======== EXCERPTED DATA

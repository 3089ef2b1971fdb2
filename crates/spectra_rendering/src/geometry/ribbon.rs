//! # Ribbon Builder
//!
//! Tessellates a polyline into a triangle strip: two vertices per sample,
//! offset by half the width along the local normal, two triangles per segment.
//!
//! ## Memory
//! The builder owns one set of scratch buffers, sized from [`RibbonLimits`]
//! at construction and overwritten by every build. The returned
//! [`RibbonMesh`] borrows them, so a mesh is only valid until the next build.
//! Builds that would exceed the caps are skipped entirely, never truncated.
//!
//! ## Thread Safety
//! One builder per render thread. The borrow checker enforces that a mesh is
//! consumed before the next build begins.

use bytemuck::{Pod, Zeroable};
use spectra_core::Vec2;
use spectra_shared::RibbonLimits;

use super::polyline::is_valid_point;
use super::profiles::{ColorFn, OffsetFn, PrimitiveSettings, WidthFn};
use super::smoother::resample_into;

/// One ribbon vertex as uploaded to the GPU.
///
/// 32 bytes: position (8) + color (16) + uv (8).
#[repr(C)]
#[derive(Clone, Copy, Debug, Default, PartialEq, Pod, Zeroable)]
pub struct RibbonVertex {
    /// World position.
    pub position: [f32; 2],
    /// Additive color; alpha is always 0.
    pub color: [f32; 4],
    /// `u` = progress along the ribbon, `v` = 0 on the left edge, 1 on the right.
    pub uv: [f32; 2],
}

impl RibbonVertex {
    /// Vertex buffer layout for WGPU
    pub const ATTRIBS: [wgpu::VertexAttribute; 3] = wgpu::vertex_attr_array![
        0 => Float32x2,  // position
        1 => Float32x4,  // color
        2 => Float32x2,  // uv
    ];

    /// Vertex buffer layout descriptor
    #[must_use]
    pub fn desc() -> wgpu::VertexBufferLayout<'static> {
        wgpu::VertexBufferLayout {
            array_stride: std::mem::size_of::<RibbonVertex>() as wgpu::BufferAddress,
            step_mode: wgpu::VertexStepMode::Vertex,
            attributes: &Self::ATTRIBS,
        }
    }

    /// Position as a vector.
    #[inline]
    #[must_use]
    pub fn position(&self) -> Vec2 {
        Vec2::from(self.position)
    }
}

/// What the last build did.
#[derive(Clone, Copy, Debug, PartialEq, Eq)]
pub enum BuildOutcome {
    /// Geometry was written.
    Built {
        /// Samples tessellated.
        samples: usize,
    },
    /// Fewer than two usable points; nothing to draw.
    Degenerate,
    /// The mesh would exceed the vertex or index cap; nothing was written.
    OverCapacity {
        /// Vertices the build would have needed.
        vertices: usize,
        /// Indices the build would have needed.
        indices: usize,
    },
}

/// A mesh borrowed from a [`RibbonBuilder`]'s scratch buffers.
#[derive(Clone, Copy, Debug)]
pub struct RibbonMesh<'a> {
    /// Strip vertices, two per sample.
    pub vertices: &'a [RibbonVertex],
    /// Triangle list, six per segment.
    pub indices: &'a [u16],
    /// Why the mesh looks the way it does.
    pub outcome: BuildOutcome,
}

impl<'a> RibbonMesh<'a> {
    /// True when there is nothing to draw.
    #[inline]
    #[must_use]
    pub fn is_empty(&self) -> bool {
        self.indices.is_empty()
    }

    /// Vertex data for a GPU upload.
    #[must_use]
    pub fn vertex_bytes(&self) -> &'a [u8] {
        bytemuck::cast_slice(self.vertices)
    }

    /// Index data for a GPU upload.
    #[must_use]
    pub fn index_bytes(&self) -> &'a [u8] {
        bytemuck::cast_slice(self.indices)
    }

    /// Copies the mesh out of the scratch buffers.
    #[must_use]
    pub fn to_owned_mesh(&self) -> OwnedMesh {
        OwnedMesh {
            vertices: self.vertices.to_vec(),
            indices: self.indices.to_vec(),
        }
    }
}

/// A mesh that owns its buffers.
#[derive(Clone, Debug, Default, PartialEq)]
pub struct OwnedMesh {
    /// Strip vertices, two per sample.
    pub vertices: Vec<RibbonVertex>,
    /// Triangle list, six per segment.
    pub indices: Vec<u16>,
}

impl OwnedMesh {
    /// True when there is nothing to draw.
    #[must_use]
    pub fn is_empty(&self) -> bool {
        self.indices.is_empty()
    }
}

/// Reusable ribbon tessellator.
///
/// # Example
///
/// ```rust
/// use spectra_core::Vec2;
/// use spectra_rendering::geometry::{PrimitiveSettings, RibbonBuilder};
/// use spectra_shared::RibbonLimits;
///
/// let mut builder = RibbonBuilder::new(RibbonLimits::default());
/// let points = [Vec2::new(1.0, 0.0), Vec2::new(5.0, 0.0), Vec2::new(9.0, 0.0)];
/// let mesh = builder.build(&points, &PrimitiveSettings::default());
/// assert_eq!(mesh.vertices.len(), 6);
/// assert_eq!(mesh.indices.len(), 12);
/// ```
pub struct RibbonBuilder {
    limits: RibbonLimits,
    /// Input after degenerate-point filtering.
    filtered: Vec<Vec2>,
    /// Catmull-Rom output.
    smoothed: Vec<Vec2>,
    vertices: Vec<RibbonVertex>,
    indices: Vec<u16>,
    stats: BuilderStats,
}

/// Build counters.
#[derive(Clone, Copy, Debug, Default, PartialEq, Eq)]
pub struct BuilderStats {
    /// Builds that produced geometry.
    pub built: u64,
    /// Builds skipped for lack of usable points.
    pub degenerate: u64,
    /// Builds skipped for exceeding the caps.
    pub over_capacity: u64,
}

impl RibbonBuilder {
    /// Creates a builder with scratch buffers sized for `limits`.
    #[must_use]
    pub fn new(limits: RibbonLimits) -> Self {
        let samples = limits.max_vertices / 2;
        Self {
            limits,
            filtered: Vec::with_capacity(samples),
            smoothed: Vec::with_capacity(samples),
            vertices: Vec::with_capacity(limits.max_vertices),
            indices: Vec::with_capacity(limits.max_indices),
            stats: BuilderStats::default(),
        }
    }

    /// Caps this builder enforces.
    #[must_use]
    pub fn limits(&self) -> RibbonLimits {
        self.limits
    }

    /// Build counters since construction.
    #[must_use]
    pub fn stats(&self) -> BuilderStats {
        self.stats
    }

    /// Builds a ribbon along `polyline` (head first).
    ///
    /// Points that are `(0, 0)` or non-finite are dropped first. With fewer
    /// than two points left, or a result over the caps, the returned mesh is
    /// empty and [`RibbonMesh::outcome`] says why.
    pub fn build<W, C, O>(
        &mut self,
        polyline: &[Vec2],
        settings: &PrimitiveSettings<W, C, O>,
    ) -> RibbonMesh<'_>
    where
        W: WidthFn,
        C: ColorFn,
        O: OffsetFn,
    {
        self.vertices.clear();
        self.indices.clear();

        self.filtered.clear();
        self.filtered
            .extend(polyline.iter().copied().filter(|p| is_valid_point(*p)));

        let outcome = self.tessellate(settings);
        match outcome {
            BuildOutcome::Built { .. } => self.stats.built += 1,
            BuildOutcome::Degenerate => self.stats.degenerate += 1,
            BuildOutcome::OverCapacity { vertices, indices } => {
                self.stats.over_capacity += 1;
                tracing::trace!(vertices, indices, "ribbon over capacity, skipped");
            }
        }

        RibbonMesh {
            vertices: &self.vertices,
            indices: &self.indices,
            outcome,
        }
    }

    fn tessellate<W, C, O>(&mut self, settings: &PrimitiveSettings<W, C, O>) -> BuildOutcome
    where
        W: WidthFn,
        C: ColorFn,
        O: OffsetFn,
    {
        if self.filtered.len() < 2 {
            return BuildOutcome::Degenerate;
        }

        let samples: &[Vec2] = match settings.smoothing {
            Some(count) => {
                resample_into(&self.filtered, count.max(2), &mut self.smoothed);
                &self.smoothed
            }
            None => &self.filtered,
        };

        let vertex_count = samples.len() * 2;
        let index_count = (samples.len() - 1) * 6;
        if vertex_count > self.limits.max_vertices
            || index_count > self.limits.max_indices
            || vertex_count > usize::from(u16::MAX) + 1
        {
            return BuildOutcome::OverCapacity {
                vertices: vertex_count,
                indices: index_count,
            };
        }

        write_strip(samples, settings, &mut self.vertices, &mut self.indices);
        BuildOutcome::Built {
            samples: samples.len(),
        }
    }
}

/// Builds a ribbon into freshly allocated buffers with default limits.
///
/// Convenience for tools and tests; the frame loop uses a [`RibbonBuilder`].
#[must_use]
pub fn build_ribbon<W, C, O>(polyline: &[Vec2], settings: &PrimitiveSettings<W, C, O>) -> OwnedMesh
where
    W: WidthFn,
    C: ColorFn,
    O: OffsetFn,
{
    let mut builder = RibbonBuilder::new(RibbonLimits::default());
    builder.build(polyline, settings).to_owned_mesh()
}

/// Writes two vertices per sample and two triangles per segment.
fn write_strip<W, C, O>(
    samples: &[Vec2],
    settings: &PrimitiveSettings<W, C, O>,
    vertices: &mut Vec<RibbonVertex>,
    indices: &mut Vec<u16>,
) where
    W: WidthFn,
    C: ColorFn,
    O: OffsetFn,
{
    let last = samples.len() - 1;

    // Duplicate samples have no direction; they borrow their neighbour's.
    let mut direction = samples
        .windows(2)
        .map(|w| (w[1] - w[0]).normalize_or_zero())
        .find(|d| *d != Vec2::ZERO)
        .unwrap_or(Vec2::X);

    for (i, &point) in samples.iter().enumerate() {
        let tangent = if i == 0 {
            samples[1] - samples[0]
        } else if i == last {
            samples[last] - samples[last - 1]
        } else {
            samples[i + 1] - samples[i - 1]
        };
        let dir = tangent.normalize_or_zero();
        if dir != Vec2::ZERO {
            direction = dir;
        }

        let progress = i as f32 / last as f32;
        let half = settings.width_at(progress) * 0.5;
        let color = settings.color_at(progress).additive().to_array();
        let center = point + settings.offset_at(progress);
        let normal = direction.perpendicular() * half;

        vertices.push(RibbonVertex {
            position: (center + normal).to_array(),
            color,
            uv: [progress, 0.0],
        });
        vertices.push(RibbonVertex {
            position: (center - normal).to_array(),
            color,
            uv: [progress, 1.0],
        });
    }

    for i in 0..last {
        // Caps guarantee every index fits in u16.
        let base = (i * 2) as u16;
        indices.extend_from_slice(&[base, base + 1, base + 2, base + 1, base + 3, base + 2]);
    }
}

================

From the records above, extract exactly and only the lines that begin at the line with "bytemuck::cast_slice(self.indices)" and stop after the line with "#[derive(Clone, Debug, Default, PartialEq)]".

        bytemuck::cast_slice(self.indices)
    }

    /// Copies the mesh out of the scratch buffers.
    #[must_use]
    pub fn to_owned_mesh(&self) -> OwnedMesh {
        OwnedMesh {
            vertices: self.vertices.to_vec(),
            indices: self.indices.to_vec(),
        }
    }
}

/// A mesh that owns its buffers.
#[derive(Clone, Debug, Default, PartialEq)]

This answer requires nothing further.